Please note that, in Postgres, the default behaviour for temporary tables is that they are not automatically dropped, and data is persisted on commit. See ON COMMIT.

Temporary table are, however, dropped at the end of a database session:

Temporary tables are automatically dropped at the end of a session, or optionally at the end of the current transaction.

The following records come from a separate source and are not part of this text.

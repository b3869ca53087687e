use thiserror::Error;

/// Classified engine failures. Every job that does not complete carries
/// exactly one of these; failures are local to the job that raised them.
#[derive(Debug, Error)]
pub enum EngineError {
    #[error("unresolved reference '{reference}' while resolving '{root}'")]
    UnresolvedReference { root: String, reference: String },

    #[error("cyclic descriptor chain: {}", chain.join(" -> "))]
    CyclicReference { chain: Vec<String> },

    #[error(
        "memory budget exceeded: needed set is {needed_bytes} bytes but the ceiling is \
         {budget_bytes} bytes even with everything evictable evicted; reduce resolution, \
         clip length, or lower the tile size"
    )]
    BudgetExceeded { needed_bytes: u64, budget_bytes: u64 },

    #[error(
        "incompatible adapter '{adapter}': target tensor '{tensor}' has shape {expected:?} \
         but the adapter delta is {actual:?}"
    )]
    IncompatibleAdapter {
        adapter: String,
        tensor: String,
        expected: Vec<usize>,
        actual: Vec<usize>,
    },

    #[error("model backend failed at {step}: {source}")]
    BackendFailure {
        step: String,
        #[source]
        source: anyhow::Error,
    },

    #[error("cancelled")]
    Cancelled,

    #[error("invalid job settings: {0}")]
    InvalidSettings(String),

    #[error("unknown job {0}")]
    UnknownJob(uuid::Uuid),
}

impl EngineError {
    pub fn is_cancelled(&self) -> bool {
        matches!(self, Self::Cancelled)
    }

    /// Short classification tag used for job status rows and log fields.
    pub fn kind(&self) -> &'static str {
        match self {
            Self::UnresolvedReference { .. } => "unresolved_reference",
            Self::CyclicReference { .. } => "cyclic_reference",
            Self::BudgetExceeded { .. } => "budget_exceeded",
            Self::IncompatibleAdapter { .. } => "incompatible_adapter",
            Self::BackendFailure { .. } => "backend_failure",
            Self::Cancelled => "cancelled",
            Self::InvalidSettings(_) => "invalid_settings",
            Self::UnknownJob(_) => "unknown_job",
        }
    }
}

pub type Result<T> = std::result::Result<T, EngineError>;
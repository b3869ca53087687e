#[tokio::main]
async fn main() {
    if let Err(error) = vloom_app::run_from_env().await {
        tracing::error!("{error:#}");
        std::process::exit(1);
    }
}
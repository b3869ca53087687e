use std::env;
use std::fs;
use std::path::{Path, PathBuf};

use anyhow::{bail, Context, Result};
use serde::{Deserialize, Serialize};

const CONFIG_FILE_NAME: &str = "config.toml";
const ENV_DATA_DIR: &str = "VLOOM_DATA_DIR";

#[derive(Debug, Clone, Serialize, Deserialize, PartialEq)]
#[serde(default)]
pub struct AppConfig {
    pub paths: PathsConfig,
    pub budget: BudgetConfig,
    pub generation: GenerationConfig,
    pub queue: QueueConfig,
}

#[derive(Debug, Clone, Serialize, Deserialize, PartialEq, Eq)]
#[serde(default)]
pub struct PathsConfig {
    pub models_dir: PathBuf,
    pub output_dir: PathBuf,
}

#[derive(Debug, Clone, Serialize, Deserialize, PartialEq, Eq)]
#[serde(default)]
pub struct BudgetConfig {
    /// Ceiling for resident model/adapter weights, in MiB.
    pub device_memory_mb: u64,
    /// Largest spatial tile edge used by tiled encode/decode. 0 disables tiling.
    pub max_tile_size: usize,
}

#[derive(Debug, Clone, Serialize, Deserialize, PartialEq)]
#[serde(default)]
pub struct GenerationConfig {
    pub window_size: usize,
    pub window_overlap: usize,
    pub steps: usize,
    pub guidance: f32,
}

#[derive(Debug, Clone, Serialize, Deserialize, PartialEq, Eq)]
#[serde(default)]
pub struct QueueConfig {
    /// CPU workers for conditioning-input preprocessing. These never touch
    /// device residency.
    pub preprocess_workers: usize,
}

impl Default for AppConfig {
    fn default() -> Self {
        Self {
            paths: PathsConfig::default(),
            budget: BudgetConfig::default(),
            generation: GenerationConfig::default(),
            queue: QueueConfig::default(),
        }
    }
}

impl Default for PathsConfig {
    fn default() -> Self {
        Self {
            models_dir: PathBuf::from("models"),
            output_dir: PathBuf::from("output"),
        }
    }
}

impl Default for BudgetConfig {
    fn default() -> Self {
        Self {
            device_memory_mb: 8192,
            max_tile_size: 256,
        }
    }
}

impl Default for GenerationConfig {
    fn default() -> Self {
        Self {
            window_size: 81,
            window_overlap: 16,
            steps: 30,
            guidance: 5.0,
        }
    }
}

impl Default for QueueConfig {
    fn default() -> Self {
        Self {
            preprocess_workers: 2,
        }
    }
}

impl BudgetConfig {
    pub fn budget_bytes(&self) -> u64 {
        self.device_memory_mb * 1024 * 1024
    }
}

impl AppConfig {
    pub fn load_from_path(path: &Path) -> Result<Self> {
        if !path.exists() {
            return Ok(Self::default());
        }

        let raw = fs::read_to_string(path)
            .with_context(|| format!("failed to read config file: {}", path.display()))?;

        if raw.trim().is_empty() {
            return Ok(Self::default());
        }

        toml::from_str(&raw)
            .with_context(|| format!("failed to parse config TOML: {}", path.display()))
    }

    pub fn save_to_path(&self, path: &Path) -> Result<()> {
        let parent = path
            .parent()
            .context("config path does not have a parent directory")?;
        fs::create_dir_all(parent)
            .with_context(|| format!("failed to create config directory: {}", parent.display()))?;

        let encoded = toml::to_string_pretty(self).context("failed to serialize config TOML")?;
        fs::write(path, encoded)
            .with_context(|| format!("failed to write config file: {}", path.display()))?;

        Ok(())
    }
}

/// Resolve the data directory with 3-tier priority:
/// 1. CLI override if provided
/// 2. VLOOM_DATA_DIR environment variable
/// 3. Default: ./data
pub fn data_dir(cli_override: Option<&Path>) -> PathBuf {
    if let Some(path) = cli_override {
        return path.to_path_buf();
    }

    if let Some(env_dir) = env::var_os(ENV_DATA_DIR) {
        return PathBuf::from(env_dir);
    }

    PathBuf::from("data")
}

/// Returns the path to config.toml within the given data directory.
pub fn config_path(data_dir: &Path) -> PathBuf {
    data_dir.join(CONFIG_FILE_NAME)
}

/// Initialize the data directory structure on first run:
/// - Creates data_dir if missing
/// - Writes default config.toml only if file doesn't exist
pub fn initialize_data_dir(data_dir: &Path) -> Result<()> {
    if !data_dir.exists() {
        fs::create_dir_all(data_dir)
            .with_context(|| format!("failed to create data directory: {}", data_dir.display()))?;
    }

    let cfg_path = config_path(data_dir);
    if !cfg_path.exists() {
        let default_cfg = AppConfig::default();
        default_cfg.save_to_path(&cfg_path)?;
    }

    Ok(())
}

/// Resolve a path relative to a base directory.
/// Returns the path as-is if absolute, otherwise joins it to base.
pub fn resolve_relative_to(base: &Path, path: &Path) -> PathBuf {
    if path.is_absolute() {
        path.to_path_buf()
    } else {
        base.join(path)
    }
}

/// Parse a custom resolution list file: one `WIDTHxHEIGHT` per line,
/// `#` comments and blank lines ignored.
pub fn load_resolution_list(path: &Path) -> Result<Vec<(u32, u32)>> {
    let raw = fs::read_to_string(path)
        .with_context(|| format!("failed to read resolution list: {}", path.display()))?;

    let mut resolutions = Vec::new();
    for (line_no, line) in raw.lines().enumerate() {
        let line = line.trim();
        if line.is_empty() || line.starts_with('#') {
            continue;
        }

        let Some((w, h)) = line.split_once('x') else {
            bail!(
                "invalid resolution '{line}' at {}:{} (expected WIDTHxHEIGHT)",
                path.display(),
                line_no + 1
            );
        };

        let width: u32 = w.trim().parse().with_context(|| {
            format!("invalid width '{w}' at {}:{}", path.display(), line_no + 1)
        })?;
        let height: u32 = h.trim().parse().with_context(|| {
            format!("invalid height '{h}' at {}:{}", path.display(), line_no + 1)
        })?;
        resolutions.push((width, height));
    }

    Ok(resolutions)
}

There are multiple considerations you have to take into account:

  • If you do want to explicitly DROP a temporary table at the end of a transaction, create it with the CREATE TEMPORARY TABLE ... ON COMMIT DROP syntax.
  • In the presence of connection pooling, a database session may span multiple client sessions; to avoid clashes in CREATE, you should drop your temporary tables -- either prior to returning a connection to the pool (e.g. by doing everything inside a transaction and using the ON COMMIT DROP creation syntax), or on an as-needed basis (by preceding any CREATE TEMPORARY TABLE statement with a corresponding DROP TABLE IF EXISTS, which has the advantage of also working outside transactions e.g. if the connection is used in auto-commit mode.)
  • While the temporary table is in use, how much of it will fit in memory before overflowing on to disk? See the temp_buffers option in postgresql.conf
  • Anything else I should worry about when working often with temp tables? A vacuum is recommended after you have DROPped temporary tables, to clean up any dead tuples from the catalog. Postgres will automatically vacuum every 3 minutes or so for you when using the default settings (auto_vacuum).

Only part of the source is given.